La construction de la tour Klotz au XIXe siècle et les phases de restauration de la coupole
De 1876 à 1879, Gustave Klotz, architecte de l’Œuvre Notre-Dame, a dirigé la construction d’une tour néo-romane de son invention, fausse tour-lanterne percée de seize baies ogivales qui laissaient pour la première fois apparaître l’émergence de la coupole au-dessus de la galerie naine.
Ainsi, le dernier état connu de la coupole résulte principalement des travaux de restauration entrepris par Klotz au cours du XIXe siècle. Dès les années 1847-1848, l’architecte avait obtenu l’autorisation de purger tous les enduits et badigeons qui recouvraient les maçonneries médiévales à l’intérieur de la cathédrale et c’est alors sans doute que l’appareil de brique de la coupole et des quatre trompes d’angle de la croisée fut pioché et mis au jour, ne conservant presque aucune trace de son enduit d’origine.
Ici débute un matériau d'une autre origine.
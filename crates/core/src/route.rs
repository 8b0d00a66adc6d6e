// SPDX-License-Identifier: BUSL-1.1
// Copyright (c) 2026 Alfred Jean LLC

//! Per-task network route descriptors.

use serde::{Deserialize, Serialize};
use std::collections::BTreeSet;
use std::fmt;

/// Labeled network policy applied for the duration of one task.
#[derive(Debug, Clone, Copy, PartialEq, Eq, Hash, PartialOrd, Ord, Serialize, Deserialize)]
#[serde(rename_all = "lowercase")]
pub enum RouteKind {
    /// No routing changes; traffic stays on the analysis network.
    None,
    /// All guest traffic is dropped.
    Drop,
    /// Guest traffic is NATed to the internet via the dirty line.
    Internet,
    /// Guest traffic is tunneled through a VPN endpoint.
    Vpn,
}

impl fmt::Display for RouteKind {
    fn fmt(&self, f: &mut fmt::Formatter<'_>) -> fmt::Result {
        match self {
            RouteKind::None => write!(f, "none"),
            RouteKind::Drop => write!(f, "drop"),
            RouteKind::Internet => write!(f, "internet"),
            RouteKind::Vpn => write!(f, "vpn"),
        }
    }
}

impl RouteKind {
    pub fn parse(s: &str) -> Option<Self> {
        match s {
            "none" => Some(RouteKind::None),
            "drop" => Some(RouteKind::Drop),
            "internet" => Some(RouteKind::Internet),
            "vpn" => Some(RouteKind::Vpn),
            _ => None,
        }
    }
}

/// A route request: kind plus optional options such as a VPN exit country.
#[derive(Debug, Clone, PartialEq, Eq, Serialize, Deserialize)]
pub struct Route {
    #[serde(rename = "type")]
    pub kind: RouteKind,
    #[serde(default, skip_serializing_if = "Option::is_none")]
    pub country: Option<String>,
}

impl Route {
    pub fn none() -> Self {
        Self {
            kind: RouteKind::None,
            country: None,
        }
    }

    pub fn new(kind: RouteKind) -> Self {
        Self {
            kind,
            country: None,
        }
    }

    /// Check this route against the set the rooter advertised at runtime.
    pub fn is_available(&self, available: &BTreeSet<RouteKind>) -> bool {
        self.kind == RouteKind::None || available.contains(&self.kind)
    }

    /// A route of kind `none` needs no rooter interaction at all.
    pub fn needs_rooter(&self) -> bool {
        self.kind != RouteKind::None
    }
}

impl Default for Route {
    fn default() -> Self {
        Self::none()
    }
}

impl fmt::Display for Route {
    fn fmt(&self, f: &mut fmt::Formatter<'_>) -> fmt::Result {
        match &self.country {
            Some(country) => write!(f, "{} ({country})", self.kind),
            None => write!(f, "{}", self.kind),
        }
    }
}

#[cfg(test)]
#[path = "route_tests.rs"]
mod tests;
impl StageDispatcher for crate::stages::StagePools {
    fn dispatch(&self, request: StageRequest) {
        crate::stages::StagePools::dispatch(self, request);
    }
}

/// Launches and cancels task runners.
pub trait TaskLauncher: Send + Sync {
    fn launch(&self, task: Task, machine: Machine, payload: Payload, task_dir: PathBuf);
    /// Returns false when no live runner exists for the task.
    fn cancel(&self, task_id: &TaskId) -> bool;
}

/// Hands tasks to remote task-running nodes.
pub trait NodeDispatcher: Send + Sync {
    fn dispatch(&self, task: Task, node: NodeName);
}

/// Single-node deployments have nowhere to dispatch to.
#[derive(Debug, Clone, Copy, Default)]
pub struct NullNodeDispatcher;

impl NodeDispatcher for NullNodeDispatcher {
    fn dispatch(&self, task: Task, node: NodeName) {
        warn!(task = %task.id, node = %node, "no node dispatcher configured");
    }
}

/// Behavior switches from `conf/cuckoo.toml`.
#[derive(Debug, Clone)]
pub struct ControllerConfig {
    /// Cancel analyses whose target cannot be identified.
    pub cancel_unidentified: bool,
    /// Cancel-and-release abandoned tasks at startup (the default) instead
    /// of re-reserving their machines and re-running them.
    pub cancel_abandoned: bool,
    /// Whether per-task network routing is active at all.
    pub routing_enabled: bool,
    /// Routes the rooter advertised at startup. Empty when routing is
    /// enabled but the rooter was unreachable: every routed task then
    /// fails before reserving a machine.
    pub available_routes: BTreeSet<cuckoo_core::RouteKind>,
}

impl Default for ControllerConfig {
    fn default() -> Self {
        Self {
            cancel_unidentified: true,
            cancel_abandoned: true,
            routing_enabled: false,
            available_routes: BTreeSet::new(),
        }
    }
}

/// Side-effect collaborators, injectable for tests.
pub struct ControllerDeps {
    pub stages: Arc<dyn StageDispatcher>,
    pub launcher: Arc<dyn TaskLauncher>,
    pub nodes: Arc<dyn NodeDispatcher>,
}

/// The serial controller.
pub struct Controller<C: Clock> {
    state: Arc<Mutex<MaterializedState>>,
    cwd: CuckooCwd,
    clock: C,
    pool: MachinePool,
    config: ControllerConfig,
    stages: Arc<dyn StageDispatcher>,
    launcher: Arc<dyn TaskLauncher>,
    /// Swappable: the distributed node set is wired up after startup,
    /// once the daemon's state and event channel exist.
    nodes: Mutex<Arc<dyn NodeDispatcher>>,
    /// Tasks handed to a runner or a node whose `task:assigned` event has
    /// not necessarily been applied yet. Guards the scheduling sweep
    /// against launching the same task twice.
    in_flight: Mutex<HashSet<TaskId>>,
}
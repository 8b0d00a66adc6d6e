// SPDX-License-Identifier: BUSL-1.1
// Copyright (c) 2026 Alfred Jean LLC

//! Newline-delimited JSON over a Unix stream socket.
//!
//! Each request is one line `{"id": N, "op": "...", "args": {...}}`; each
//! response one line `{"id": N, "ok": true, "data": {...}}` or
//! `{"id": N, "ok": false, "error": "..."}`.

use cuckoo_core::Route;
use serde::{Deserialize, Serialize};
use std::net::IpAddr;
use thiserror::Error;
use tokio::io::{AsyncBufReadExt, AsyncWriteExt, BufReader};

/// A request line must fit in this many bytes.
pub const MAX_LINE: usize = 64 * 1024;

#[derive(Debug, Error)]
pub enum ProtocolError {
    #[error("IO error: {0}")]
    Io(#[from] std::io::Error),
    #[error("JSON error: {0}")]
    Json(#[from] serde_json::Error),
    #[error("line exceeds {MAX_LINE} bytes")]
    LineTooLong,
    #[error("connection closed")]
    ConnectionClosed,
}

/// Operations the rooter understands.
#[derive(Debug, Clone, Copy, PartialEq, Eq, Serialize, Deserialize)]
#[serde(rename_all = "snake_case")]
pub enum RooterOp {
    Ping,
    ListRoutes,
    Apply,
    Remove,
}

/// Arguments, present for `apply` and `remove`.
#[derive(Debug, Clone, Default, PartialEq, Serialize, Deserialize)]
pub struct RequestArgs {
    #[serde(default, skip_serializing_if = "Option::is_none")]
    pub route: Option<Route>,
    #[serde(default, skip_serializing_if = "Option::is_none")]
    pub source_ip: Option<IpAddr>,
    #[serde(default, skip_serializing_if = "Option::is_none")]
    pub handle: Option<String>,
}

#[derive(Debug, Clone, PartialEq, Serialize, Deserialize)]
pub struct Request {
    pub id: u64,
    pub op: RooterOp,
    #[serde(default)]
    pub args: RequestArgs,
}

#[derive(Debug, Clone, PartialEq, Serialize, Deserialize)]
pub struct Response {
    pub id: u64,
    pub ok: bool,
    #[serde(default, skip_serializing_if = "Option::is_none")]
    pub data: Option<serde_json::Value>,
    #[serde(default, skip_serializing_if = "Option::is_none")]
    pub error: Option<String>,
}

impl Response {
    pub fn ok(id: u64, data: serde_json::Value) -> Self {
        Self {
            id,
            ok: true,
            data: Some(data),
            error: None,
        }
    }

    pub fn err(id: u64, error: impl Into<String>) -> Self {
        Self {
            id,
            ok: false,
            data: None,
            error: Some(error.into()),
        }
    }
}

/// Read one JSON line from an async reader.
pub async fn read_line_json<T, R>(reader: &mut BufReader<R>) -> Result<T, ProtocolError>
where
    T: serde::de::DeserializeOwned,
    R: tokio::io::AsyncRead + Unpin,
{
    let mut line = String::new();
    let n = reader.read_line(&mut line).await?;
    if n == 0 {
        return Err(ProtocolError::ConnectionClosed);
    }
    if n > MAX_LINE {
        return Err(ProtocolError::LineTooLong);
    }
    Ok(serde_json::from_str(line.trim())?)
}

/// Write one value as a JSON line.
pub async fn write_line_json<T, W>(writer: &mut W, value: &T) -> Result<(), ProtocolError>
where
    T: Serialize,
    W: tokio::io::AsyncWrite + Unpin,
{
    let mut line = serde_json::to_vec(value)?;
    line.push(b'\n');
    writer.write_all(&line).await?;
    writer.flush().await?;
    Ok(())
}

#[cfg(test)]
#[path = "protocol_tests.rs"]
mod tests;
Après l’incendie de 1870, Klotz a inversement fait appliquer une épaisse couche de ciment sur l’extrados de la coupole, c’est-à-dire sa surface externe, pour la protéger des intempéries puisque la nouvelle tour de croisée était ouverte à claire-voie. Les dispositions mises en place par Klotz ont traversé le XXe siècle sans modification, malgré la chute d’une bombe alliée sur la croisée le 11 août 1944. La voûte, seulement transpercée par l’obus, ne s’est pas effondrée et a été réparée en 1948, ce qui a été l’occasion de précieux relevés structurels par Jean Rocard, architecte en chef des monuments historiques.
Après de longs débats sur son éventuelle démolition au profit d’une restitution de la « mitre » gothique, la tour Klotz a été restaurée quarante ans plus tard, de 1988 à 1992, par l’architecte en chef Pierre Prunet et l’architecte de la fondation de l’Œuvre Notre-Dame Jean-Richard Haeusser.
Travaux conservatoires à la fin du XXe siècle
À la fin du XXe siècle, la dégradation croissante de l’intrados de la coupole est constatée et motive provisoirement la pose de filets de sécurité au-dessus du chœur. Une première phase d’études et de travaux conservatoires a eu lieu entre 2000 et 2009, sous la direction de Mme Christiane Schmuckle-Mollart, architecte en chef des monuments historiques et architecte de l’Œuvre. L’objectif était de permettre l’assèchement des reins de la coupole, c’est-à-dire du massif de maçonnerie qui ceinture le départ de la voûte au niveau de la galerie naine, afin de freiner les migrations salines depuis le ciment présent sur l’extrados vers l’intrados en brique. Pour cela, plusieurs mesures ont été mises en œuvre : fermeture des baies de la tour Klotz par des menuiseries provisoires en forme de faux abat-son, décroûtage du ciment de l’extrados sur la hauteur d’un mètre pour ventiler la maçonnerie, enfin restauration de la galerie naine par la fondation de l’Œuvre Notre-Dame et pose d’un habillage de plomb ventilé sur sa corniche.
Quinze années ont ensuite été laissées pour permettre l’assèchement des maçonneries et la stabilisation des pathologies.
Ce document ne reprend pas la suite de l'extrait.